Simon Cooke reviewed “Beyond Ophelia: A Celebration of Lizzie Siddal, Artist and Poet,” an exhibition at Wightwick Manor, Wolverhampton.

Elena Navarro contributed translations of the following material about Charlotte Brontë into Spanish, which Xiana Sotelo revised and edited: “The Brontë Pseudonyms: A Woman's Image — The Writer and Her Public,” “Charlotte Brontë: A Modern Woman,” and “The Book of Common Prayer and Jane Eyre.” Elena Navarro contributed a translation of Mary Elizabeth Braddon’s biography edited by Anna Abril, who also edited and revised Kiara Zelada’s Spanish translations of Jackie Banerjee’s essay, “The Wheels of Chance, H. G. Wells's Cycling Romance” and material about his portrait. (Links take you to the Spanish translations.)

Thanks to Jim Spates for once again sharing one of his wonderful essays from his Ruskin Today blog, this one “A Boy’s View of Warwick Castle.”

Lionel Gossman, the M. Taylor Pyne Professor Emeritus of Romance Languages at  Princeton, contributed another book-length project: Scottish Publishers and English Literature, which includes “Scottish Publishers, London Booksellers, and Copyright Law” plus essays on fifteen publishers ranging from William Strahan, whose firm dates from 1738, to major firms that are still extant, such as Macmillan, which begin in Victorian days (1843).

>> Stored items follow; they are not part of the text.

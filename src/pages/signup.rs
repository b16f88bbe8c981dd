//! SignUp Page
//!
//! Registration form markup. Account creation is handled by the accounts
//! API, outside the shell.

use leptos::*;
use leptos_router::*;

use crate::routes::Page;

/// SignUp page component
#[component]
pub fn SignUp() -> impl IntoView {
    view! {
        <div class="max-w-md mx-auto pt-12">
            <div class="bg-gray-800 rounded-xl p-8">
                <h1 class="text-2xl font-bold mb-1">"Sign Up"</h1>
                <p class="text-sm text-gray-400 mb-6">"Start tracking what you read"</p>

                <form class="space-y-4">
                    <div>
                        <label class="block text-sm text-gray-400 mb-2">"Username"</label>
                        <input
                            type="text"
                            name="username"
                            placeholder="bookworm"
                            class="w-full bg-gray-700 rounded-lg px-4 py-3
                                   border border-gray-600 focus:border-primary-500 focus:outline-none"
                        />
                    </div>

                    <div>
                        <label class="block text-sm text-gray-400 mb-2">"Email"</label>
                        <input
                            type="email"
                            name="email"
                            placeholder="you@example.com"
                            class="w-full bg-gray-700 rounded-lg px-4 py-3
                                   border border-gray-600 focus:border-primary-500 focus:outline-none"
                        />
                    </div>

                    <div>
                        <label class="block text-sm text-gray-400 mb-2">"Password"</label>
                        <input
                            type="password"
                            name="password"
                            class="w-full bg-gray-700 rounded-lg px-4 py-3
                                   border border-gray-600 focus:border-primary-500 focus:outline-none"
                        />
                    </div>

                    <button
                        type="submit"
                        class="w-full px-4 py-3 bg-primary-600 hover:bg-primary-700
                               rounded-lg font-medium transition-colors"
                    >
                        "Create Account"
                    </button>
                </form>

                <p class="text-sm text-gray-400 mt-6 text-center">
                    "Already have an account? "
                    <A href=Page::Login.path() class="text-primary-400 hover:text-primary-300">
                        "Log in"
                    </A>
                </p>
            </div>
        </div>
    }
}
//! Identifier and literal quoting rules of the desktop engine.
//!
//! Object names reach the interceptor in three spellings: bare, wrapped in
//! backticks, or wrapped in square brackets. Names handed to the schema
//! provider are validated against the engine's naming rules first, so a
//! rename can never smuggle a second statement or an illegal name through.

use crate::error::{Result, ShimError};

/// Maximum object name length accepted by the engine, in characters.
const MAX_IDENTIFIER_LENGTH: usize = 64;

/// Characters the engine rejects inside object names.
const FORBIDDEN_CHARS: &[char] = &['.', '!', '`', '[', ']'];

/// Validate an object name before it is passed to the schema provider.
///
/// Rejects:
/// - Empty identifiers
/// - Identifiers containing control characters (including NUL)
/// - Identifiers with a leading space
/// - Identifiers containing `.`, `!`, `` ` ``, `[` or `]`
/// - Identifiers exceeding 64 characters
pub fn validate_identifier(name: &str) -> Result<()> {
    if name.is_empty() {
        return Err(ShimError::Identifier(
            "Identifier cannot be empty".to_string(),
        ));
    }

    if name.chars().any(char::is_control) {
        return Err(ShimError::Identifier(format!(
            "Identifier contains a control character: {:?}",
            name
        )));
    }

    if name.starts_with(' ') {
        return Err(ShimError::Identifier(format!(
            "Identifier cannot start with a space: {:?}",
            name
        )));
    }

    if let Some(c) = name.chars().find(|c| FORBIDDEN_CHARS.contains(c)) {
        return Err(ShimError::Identifier(format!(
            "Identifier contains forbidden character '{}': {:?}",
            c, name
        )));
    }

    let len = name.chars().count();
    if len > MAX_IDENTIFIER_LENGTH {
        return Err(ShimError::Identifier(format!(
            "Identifier exceeds maximum length of {} characters (got {}): {:?}",
            MAX_IDENTIFIER_LENGTH, len, name
        )));
    }

    Ok(())
}

/// Quote an identifier using brackets.
///
/// Validates the identifier before quoting.
///
/// # Examples
///
/// ```ignore
/// assert_eq!(quote_identifier("Order Details")?, "[Order Details]");
/// ```
pub fn quote_identifier(name: &str) -> Result<String> {
    validate_identifier(name)?;
    Ok(format!("[{}]", name))
}

/// Escape a literal for embedding between `quote` characters by doubling them.
pub fn escape_quoted(value: &str, quote: char) -> String {
    let doubled: String = [quote, quote].iter().collect();
    value.replace(quote, &doubled)
}

/// Undo [`escape_quoted`]: every doubled `quote` becomes a single one.
pub fn unescape_quoted(value: &str, quote: char) -> String {
    let doubled: String = [quote, quote].iter().collect();
    value.replace(&doubled, &quote.to_string())
}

The project also includes a bibliography of eighteenth- and nineteenth-century British Copyright Law. Landow formatted the project, adding page images from the Internet Archive.

Thanks to Louise Hope for reporting a problem with fonts in one of the documents in the Trollope section. Special thanks also to Andrew Deuchar for pointing out a mistake in talking about the monument to Dean (not Bishop) Close in Carlisle Cathedral. We're always grateful when people take the trouble to e-mail us about mistakes!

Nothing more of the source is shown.